De acordo com John, paradoxalmente, os campos mais efervescentes, com a maioria das pessoas correndo atrás das mesmas questões, são os mais propensos a erros. Se um a cada cinco laboratórios concorrentes está sozinho na descoberta de um efeito, esse resultado é aquele com probabilidade de ser publicado, porém, existe a chance de quatro em cinco de que ele esteja errado. Estudos relatando conclusões negativas são mais facilmente ignorados.
Juntando tudo isso, John criou um modelo matemático dando suporte à conclusão de que as descobertas mais publicadas estão provavelmente incorretas.
Outros cientistas questionaram se sua metodologia foi distorcida por suas próprias inclinações. Contudo, no mesmo ano ele publicou outro arrasa-quarteirão, examinando mais de uma década de estudos muito conceituados - por exemplo, o efeito de uma aspirina diária em doença cardíaca ou os riscos da terapia de reposição hormonal em mulheres mais velhas. Ele constatou que uma grande proporção das conclusões foi enfraquecida ou contestada por estudos posteriores.
Seu trabalho só estava começando. A preocupação a respeito do problema chegou ao ponto de a revista "Nature" montar um arquivo, cheio de relatórios e análises, chamado Desafios da Pesquisa Irreproduzível.
Entre eles está um estudo no qual C. Glenn Begley, diretor científico da TetraLogic Pharmaceuticals, descreveu uma experiência que teve na Amgen, outro laboratório farmacêutico. Ele e seus colegas não conseguiram replicar 47 de 53 estudos célebres sobre câncer. Alguns dos resultados não puderam ser reproduzidos nem mesmo com a ajuda dos cientistas originais trabalhando em seus próprios laboratórios.
Tendo em vista o que está em jogo, parece uma falha moral que os títulos dos estudos não tenham sido revelados. Isso foi proibido, conforme nos informaram, por acordos de confidencialidade impostos pelos laboratórios.
Talvez, os pesquisadores acreditassem profundamente que seus achados fossem verdade, mas aí é que está o problema. Quanto mais apaixonados são os cientistas por seu trabalho, mas suscetíveis estão à parcialidade.
O medo de que tanta pesquisa publicada esteja maculada levou a propostas de tornar a reprodução mais fácil fornecendo documentos mais detalhados, incluindo vídeos de procedimentos difíceis. O pedido para a criação de agências independentes para replicar experimentos causou uma reação adversa, o temor de que resultados perfeitamente bons sejam jogados fora.
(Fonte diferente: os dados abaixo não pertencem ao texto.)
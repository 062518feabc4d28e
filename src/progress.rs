use std::sync::Arc;

use crate::store::{DownloadStatus, EpisodeId};

/// Severity of a user-facing notification
#[derive(Debug, Clone, Copy, PartialEq, Eq)]
pub enum Level {
    Info,
    Error,
}

/// Whether a notification should stay visible until dismissed
#[derive(Debug, Clone, Copy, PartialEq, Eq)]
pub enum Persistence {
    Transient,
    Persistent,
}

/// Events emitted by the manager, the download queue and the player
#[derive(Debug, Clone, PartialEq)]
pub enum ProgressEvent {
    /// Feed is being fetched from URL
    FetchingFeed { url: String },

    /// A new podcast was stored
    Subscribed {
        podcast_title: String,
        episode_count: usize,
    },

    /// A feed was refreshed
    Refreshed {
        podcast_title: String,
        new_episodes: usize,
    },

    Unsubscribed { podcast_title: String },

    /// A download request was accepted
    DownloadQueued { episode_title: String },

    /// A download request was ignored because a record already exists
    DownloadNotQueued {
        episode_title: String,
        status: DownloadStatus,
    },

    /// The queue picked up a job
    DownloadStarting {
        episode_id: EpisodeId,
        episode_title: String,
    },

    /// Bytes arrived for the current job
    DownloadProgress {
        episode_id: EpisodeId,
        bytes_downloaded: u64,
        total_bytes: Option<u64>,
    },

    DownloadCompleted {
        episode_id: EpisodeId,
        episode_title: String,
    },

    DownloadFailed {
        episode_id: EpisodeId,
        episode_title: String,
        error: String,
    },

    DownloadRemoved { episode_title: String },

    /// Incomplete downloads from an earlier run were queued again
    DownloadsResumed { count: usize },

    /// The sleep timer paused playback
    SleepTimerExpired,

    /// A user-level operation failed
    OperationFailed { operation: String, error: String },
}

impl ProgressEvent {
    pub fn level(&self) -> Level {
        match self {
            ProgressEvent::DownloadFailed { .. } | ProgressEvent::OperationFailed { .. } => {
                Level::Error
            }
            _ => Level::Info,
        }
    }

    /// Progress ticks come and go; outcomes the user acts on stay
    pub fn persistence(&self) -> Persistence {
        match self {
            ProgressEvent::FetchingFeed { .. }
            | ProgressEvent::DownloadStarting { .. }
            | ProgressEvent::DownloadProgress { .. } => Persistence::Transient,
            _ => Persistence::Persistent,
        }
    }

    /// Human readable one-line summary
    pub fn message(&self) -> String {
        match self {
            ProgressEvent::FetchingFeed { url } => format!("Fetching {url}"),
            ProgressEvent::Subscribed {
                podcast_title,
                episode_count,
            } => format!("Subscribed to {podcast_title} ({episode_count} episodes)"),
            ProgressEvent::Refreshed {
                podcast_title,
                new_episodes,
            } => match new_episodes {
                0 => format!("{podcast_title} is up to date"),
                1 => format!("{podcast_title}: 1 new episode"),
                n => format!("{podcast_title}: {n} new episodes"),
            },
            ProgressEvent::Unsubscribed { podcast_title } => {
                format!("Unsubscribed from {podcast_title}")
            }
            ProgressEvent::DownloadQueued { episode_title } => {
                format!("Queued {episode_title}")
            }
            ProgressEvent::DownloadNotQueued {
                episode_title,
                status,
            } => match status {
                DownloadStatus::Completed => format!("{episode_title} is already downloaded"),
                DownloadStatus::Downloading => format!("{episode_title} is already downloading"),
                _ => format!("{episode_title} is already queued"),
            },
            ProgressEvent::DownloadStarting { episode_title, .. } => {
                format!("Downloading {episode_title}")
            }
            ProgressEvent::DownloadProgress {
                bytes_downloaded,
                total_bytes,
                ..
            } => match total_bytes {
                Some(total) => format!("{bytes_downloaded} of {total} bytes"),
                None => format!("{bytes_downloaded} bytes"),
            },
            ProgressEvent::DownloadCompleted { episode_title, .. } => {
                format!("Downloaded {episode_title}")
            }
            ProgressEvent::DownloadFailed {
                episode_title,
                error,
                ..
            } => format!("Download of {episode_title} failed: {error}"),
            ProgressEvent::DownloadRemoved { episode_title } => {
                format!("Removed download of {episode_title}")
            }
            ProgressEvent::DownloadsResumed { count } => {
                format!("Resumed {count} incomplete downloads")
            }
            ProgressEvent::SleepTimerExpired => "Sleep timer expired, playback paused".to_string(),
            ProgressEvent::OperationFailed { operation, error } => {
                format!("{operation} failed: {error}")
            }
        }
    }
}

/// Trait for receiving progress events and notifications.
///
/// Implementations can use this to display progress bars, log messages,
/// or collect statistics.
pub trait ProgressReporter: Send + Sync {
    /// Report a progress event
    fn report(&self, event: ProgressEvent);
}

/// A shared reference to a progress reporter
pub type SharedProgressReporter = Arc<dyn ProgressReporter>;

/// A no-op progress reporter that silently ignores all events.
/// Useful for tests or quiet mode.
#[derive(Debug, Default, Clone, Copy)]
pub struct NoopReporter;

impl ProgressReporter for NoopReporter {
    fn report(&self, _event: ProgressEvent) {}
}

impl NoopReporter {
    /// Create a new NoopReporter wrapped in an Arc
    pub fn shared() -> SharedProgressReporter {
        Arc::new(Self)
    }
}

/// Keeps every event, for assertions in tests
#[cfg(test)]
#[derive(Debug, Default)]
pub struct RecordingReporter {
    events: std::sync::Mutex<Vec<ProgressEvent>>,
}

#[cfg(test)]
impl RecordingReporter {
    pub fn events(&self) -> Vec<ProgressEvent> {
        self.events.lock().unwrap().clone()
    }
}

#[cfg(test)]
impl ProgressReporter for RecordingReporter {
    fn report(&self, event: ProgressEvent) {
        self.events.lock().unwrap().push(event);
    }
}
Os cientistas falam no "conhecimento tácito", os anos de maestria necessários para executar uma técnica. A imagem comunicada por eles é a de um experimento tão singular quanto Rembrandt.
"Muitos cientistas usam linhagens celulares epiteliais extremamente sensíveis", afirmou na "Nature" de novembro Mina Bissell, pesquisadora do câncer do Laboratório Nacional Lawrence Berkeley. "A menor mudança em seu microambiente pode alterar os resultados - algo que um novato talvez não perceba. É comum que até mesmo cientistas tarimbados lutem com as linhagens celulares e condições de cultura e, sem saber, introduzam mudanças que darão a impressão de que um estudo não poderá ser reproduzido."
Porém, esse é um caminho de mão dupla. Embutidos no conhecimento tácito podem estar ajustes e ajuntamentos imperceptíveis - maneiras de involuntariamente injetar as próprias expectativas nos resultados, como uma mensagem obtida graças a um tabuleiro Ouija.
O problema parece piorar. Estimou-se que o corpus do conhecimento científico tem dobrado de tamanho a cada dez ou 15 anos desde os dias de Isaac Newton. Somente o banco de dados PubMed, da Biblioteca Nacional de Medicina dos Estados Unidos, contém 23 milhões de citações.
Novos resultados empolgantes continuarão a surgir, mas à medida que a jogo se torna mais misterioso, os troféus se tornam mais e mais escassos. Se um resultado somente aparece na lua cheia com Vênus retrógrado, será mesmo um progresso no conhecimento humano?